Van Pelt said that a main concern of his is that the state budget was balanced on an assumption that Medicaid care providers will somehow find a way to save $239 million this year—outside of the CCO program. And, if that level of savings is not achieved, he said it could affect how much federal money the program receives, so a total of $650 million in Medicaid funding is at risk.
The $1.9 billion Oregon is receiving from the CMS for its CCO program will be spread out over five years with $620 million coming in July and roughly $320 million in years two through five of the grant. “We don’t know yet what is attached to those dollars,” Van Pelt said. “I know it can’t be used to backfill the budget.”
In his e-mail, Wright said the projected efficiency savings “will be a challenge, particularly in the first years of CCO operation,” because of the time and money needed to restructure a new delivery system, but he noted that an independent analysis confirmed the state’s projections that CCOS could produce savings of approximately $50 million to $60 million in 2012 and 2013.
Dr. Evan Saulino, president-elect of the Oregon Academy of Family Physicians, believes there is enough low-hanging fruit to achieve the necessary savings—but he’s still concerned.
“I’m a big believer in that, if we give people better care, we will save money,” Saulino said. “But it could be a catastrophe if people make bad decisions for short-term gain and just push the risk downstream.” He recalled that in 2003, the state sought to save on Medicaid costs by removing 150,000 people from the program.
“These people still got sick and they still went to the emergency room,” Saulino said. “We have to innovate out of the problem, so the OAFP and myself welcome the idea and effort we’re pursuing in Oregon.”
Gov. John Kitzhaber, a Democrat who served between 1995 and 2003 and was then elected again in 2010, alluded to these cost-cutting measures back when he spoke as a private citizen at the Healthcare Information and Management Systems Society meeting in 2006.

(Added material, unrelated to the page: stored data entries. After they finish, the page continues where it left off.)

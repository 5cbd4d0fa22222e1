use std::path::PathBuf;
use std::sync::Mutex;
use std::time::Duration;

use tempfile::NamedTempFile;

use frame_bridge::config::BridgeConfig;
use frame_bridge::DetectorKind;

static ENV_LOCK: Mutex<()> = Mutex::new(());

fn clear_env() {
    for key in [
        "FRAME_BRIDGE_CONFIG",
        "FRAME_BRIDGE_PORT",
        "FRAME_BRIDGE_SHM_PORT",
        "FRAME_BRIDGE_SHM_DIR",
        "FRAME_BRIDGE_BIND",
        "FRAME_BRIDGE_DETECTOR",
        "FRAME_BRIDGE_MODEL_PATH",
        "FRAME_BRIDGE_DEBUG_DIR",
        "FRAME_BRIDGE_SEND_TIMEOUT_SECS",
    ] {
        std::env::remove_var(key);
    }
}

#[test]
fn defaults_without_file_or_env() {
    let _guard = ENV_LOCK.lock().unwrap();
    clear_env();

    let cfg = BridgeConfig::load().expect("load defaults");
    assert_eq!(cfg.port, 51000);
    assert_eq!(cfg.shm_port(), 51000);
    assert_eq!(cfg.shm_dir, PathBuf::from("/dev/shm"));
    assert_eq!(cfg.api_addr().unwrap().to_string(), "127.0.0.1:51000");
    assert_eq!(cfg.detector, DetectorKind::Auto);
    assert_eq!(cfg.send_timeout, Duration::from_secs(30));
    assert!(cfg.model_path.is_none());
    assert!(cfg.debug_dir.is_none());
}

#[test]
fn loads_config_from_file_and_env_overrides() {
    let _guard = ENV_LOCK.lock().unwrap();
    clear_env();

    let mut file = NamedTempFile::new().expect("temp config");
    let json = r#"{
        "port": 52000,
        "shm_port": 52001,
        "shm_dir": "/tmp/bridge-shm",
        "bind": "0.0.0.0",
        "detector": { "kind": "noop", "model_path": "/models/yolov8n.onnx" },
        "delivery": { "timeout_secs": 10 },
        "debug_dir": "/tmp/bridge-debug"
    }"#;
    std::io::Write::write_all(&mut file, json.as_bytes()).expect("write config");

    std::env::set_var("FRAME_BRIDGE_CONFIG", file.path());
    std::env::set_var("FRAME_BRIDGE_PORT", "53000");
    std::env::set_var("FRAME_BRIDGE_DETECTOR", "model");

    let cfg = BridgeConfig::load().expect("load config");

    assert_eq!(cfg.port, 53000);
    assert_eq!(cfg.shm_port(), 52001);
    assert_eq!(cfg.shm_dir, PathBuf::from("/tmp/bridge-shm"));
    assert_eq!(cfg.api_addr().unwrap().to_string(), "0.0.0.0:53000");
    assert_eq!(cfg.detector, DetectorKind::Model);
    assert_eq!(cfg.model_path, Some(PathBuf::from("/models/yolov8n.onnx")));
    assert_eq!(cfg.send_timeout, Duration::from_secs(10));
    assert_eq!(cfg.debug_dir, Some(PathBuf::from("/tmp/bridge-debug")));

    clear_env();
}

#[test]
fn shm_port_follows_env_port_when_unset() {
    let _guard = ENV_LOCK.lock().unwrap();
    clear_env();

    std::env::set_var("FRAME_BRIDGE_PORT", "51500");
    let cfg = BridgeConfig::load().expect("load config");
    assert_eq!(cfg.shm_port(), 51500);

    std::env::set_var("FRAME_BRIDGE_SHM_PORT", "51600");
    let cfg = BridgeConfig::load().expect("load config");
    assert_eq!(cfg.port, 51500);
    assert_eq!(cfg.shm_port(), 51600);

    clear_env();
}

#[test]
fn rejects_invalid_values() {
    let _guard = ENV_LOCK.lock().unwrap();
    clear_env();

    std::env::set_var("FRAME_BRIDGE_PORT", "not-a-port");
    assert!(BridgeConfig::load().is_err());
    clear_env();

    std::env::set_var("FRAME_BRIDGE_BIND", "localhost");
    assert!(BridgeConfig::load().is_err());
    clear_env();

    std::env::set_var("FRAME_BRIDGE_DETECTOR", "model");
    let err = BridgeConfig::load().unwrap_err();
    assert!(err.to_string().contains("model path"));
    clear_env();

    std::env::set_var("FRAME_BRIDGE_SEND_TIMEOUT_SECS", "0");
    assert!(BridgeConfig::load().is_err());
    clear_env();

    std::env::set_var("FRAME_BRIDGE_CONFIG", "/nonexistent/frame-bridge.json");
    let err = BridgeConfig::load().unwrap_err();
    assert!(err.to_string().contains("failed to read config file"));
    clear_env();
}
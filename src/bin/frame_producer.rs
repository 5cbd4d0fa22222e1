//! frame_producer - synthetic frame source for the bridge
//!
//! Publishes YUV420 frames (a bright square sweeping across a gray field)
//! into the shared-memory channel, honoring the READY/CONSUMED handshake.

use anyhow::{Context, Result};
use clap::Parser;
use std::path::PathBuf;
use std::sync::atomic::{AtomicBool, Ordering};
use std::sync::Arc;
use std::time::{Duration, Instant, SystemTime, UNIX_EPOCH};

use frame_bridge::channel::{FrameWriter, DEFAULT_SHM_DIR};
use frame_bridge::encode::i420_len;

#[derive(Parser, Debug)]
#[command(author, version, about = "Publish synthetic frames into a bridge channel")]
struct Args {
    /// Channel id (the bridge's shm port).
    #[arg(long, env = "FRAME_BRIDGE_SHM_PORT", default_value_t = 51000)]
    port: u16,

    #[arg(long, env = "FRAME_BRIDGE_SHM_DIR", default_value = DEFAULT_SHM_DIR)]
    shm_dir: PathBuf,

    #[arg(long, default_value_t = 640)]
    width: u32,

    #[arg(long, default_value_t = 480)]
    height: u32,

    /// Frames per second to attempt.
    #[arg(long, default_value_t = 10)]
    fps: u32,

    /// Stop after this many published frames (0 = run until Ctrl-C).
    #[arg(long, default_value_t = 0)]
    count: u64,
}

fn main() -> Result<()> {
    env_logger::Builder::from_env(env_logger::Env::default().default_filter_or("info")).init();
    let args = Args::parse();

    let mut writer = FrameWriter::open(&args.shm_dir, args.port)?;
    log::info!(
        "frame_producer writing {}x{} frames to {}",
        args.width,
        args.height,
        writer.path().display()
    );

    let running = Arc::new(AtomicBool::new(true));
    let running_handler = running.clone();
    ctrlc::set_handler(move || {
        running_handler.store(false, Ordering::SeqCst);
    })
    .context("error setting Ctrl-C handler")?;

    let interval = Duration::from_secs(1) / args.fps.max(1);
    let mut frame = vec![0u8; i420_len(args.width, args.height)];
    let mut skipped = 0u64;
    let mut tick = 0u32;

    while running.load(Ordering::SeqCst) {
        let started = Instant::now();
        paint(&mut frame, args.width, args.height, tick);
        tick = tick.wrapping_add(1);

        let timestamp = SystemTime::now().duration_since(UNIX_EPOCH)?.as_millis() as u64;
        if writer.publish(args.width, args.height, timestamp, &frame)? {
            if writer.published() % 100 == 0 {
                log::info!("published {} frames ({} skipped)", writer.published(), skipped);
            }
        } else {
            skipped += 1;
            log::debug!("consumer has not claimed the previous frame; skipping");
        }

        if args.count > 0 && writer.published() >= args.count {
            break;
        }
        if let Some(rest) = interval.checked_sub(started.elapsed()) {
            std::thread::sleep(rest);
        }
    }

    log::info!(
        "frame_producer stopped: published={} skipped={}",
        writer.published(),
        skipped
    );
    Ok(())
}

fn paint(frame: &mut [u8], width: u32, height: u32, tick: u32) {
    let (w, h) = (width as usize, height as usize);
    let luma = w * h;
    frame[..luma].fill(90);
    frame[luma..].fill(128);

    let side = (w.min(h) / 4).max(1);
    let span = w.saturating_sub(side).max(1);
    let x0 = (tick as usize * 8) % span;
    let y0 = h.saturating_sub(side) / 2;
    for y in y0..(y0 + side).min(h) {
        frame[y * w + x0..y * w + (x0 + side).min(w)].fill(235);
    }
}
//! Frame Bridge
//!
//! Bridges camera frames published by an external process through a
//! fixed-layout shared memory region into a detection pipeline, and
//! forwards detections to a remote collector over HTTP.
//!
//! # Architecture
//!
//! Two scheduling domains coexist:
//!
//! 1. **Dispatch worker**: a dedicated thread polling the frame channel,
//!    gating on configuration, and running the detector.
//! 2. **Async runtime**: the control endpoint and the delivery queue's
//!    sender task. Network I/O happens only here, on the blocking pool.
//!
//! The only handoff between them is the delivery queue's channel.
//!
//! # Module Structure
//!
//! - `channel`: shared memory layout and the EMPTY/READY/CONSUMED handshake
//! - `roi`: region geometry and sensitivity/threshold to confidence mapping
//! - `params`: control-plane configuration and the dirty-flag parameter store
//! - `detect`: detector capability (no-op, model-backed)
//! - `dispatch`: the polling loop
//! - `delivery`: outbound FIFO and HTTP collector
//! - `api`: local control endpoint
//! - `service`: process-level wiring

pub mod api;
pub mod channel;
pub mod config;
pub mod delivery;
pub mod detect;
pub mod dispatch;
pub mod encode;
pub mod envelope;
pub mod error;
pub mod params;
pub mod roi;
pub mod service;

pub use channel::{ClaimedFrame, FrameChannel, FrameMetadata, FrameWriter};
pub use config::BridgeConfig;
pub use delivery::{Collector, Delivery, DeliveryQueue, DeliverySender, HttpCollector};
pub use detect::{Detector, DetectorKind, NoopDetector};
pub use dispatch::{DispatchControls, DispatchHandle, DispatchLoop, ResultSink, StepOutcome};
pub use envelope::ResultEnvelope;
pub use error::BridgeError;
pub use params::{ActiveParameters, Configuration, ParameterStore, RoiGroup};
pub use roi::{BoundingBox, Point, Rect};
pub use service::BridgeService;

A former emergency medicine physician, Kitzhaber told the story of how the state stopped paying the daily $14 prescriptiondrug tab a man needed to manage his chronic conditions, and he subsequently suffered seizures and died after a month in a hospital intensive-care unit where he ran up a bill of more than $1 million.
Kitzhaber used examples such as that to help successfully push Medicaid reform through the state Legislature with bipartisan support. The Oregon state House of Representatives is split evenly between 30 Democrats and 30 Republicans, and the CCO bill passed by a 53-7 vote.
One story posted on the Oregon Health Authority website tells of a Medicaid patient in his late 20s who rang up healthcare costs estimated at almost $99,000 in 2009 after he was treated 40 times in hospital emergency rooms for asthma attacks and hospitalized twice for problems related to schizophrenia. In 2011, after a primary-care team started providing care coordination, he stayed out of the hospital and his healthcare bill was reduced 90% down to less than $12,000.
Kitzhaber has received some criticism for one possible use of CCO spending, suggesting that heat-related hospitalizations cost thousands of dollars for the elderly and could be avoided if a CCO pays a few hundred dollars for an air conditioner.
“Determining who needs air conditioners would be complicated, and possibly even intrusive,” scolded the (Eugene) Register-Guard newspaper in an editorial.
Brown noted that just because a healthcare concept makes common sense doesn’t mean it’s easy to implement. “Healthcare is one of the most highly controlled and regulated enterprises in the country,” he said. “A lot of things that make sense bump against a rule.”
TAKEAWAY: Competing organizations will coordinate care for Oregon's Medicaid beneficiaries in what officials hope will save $11 billion over 10 years.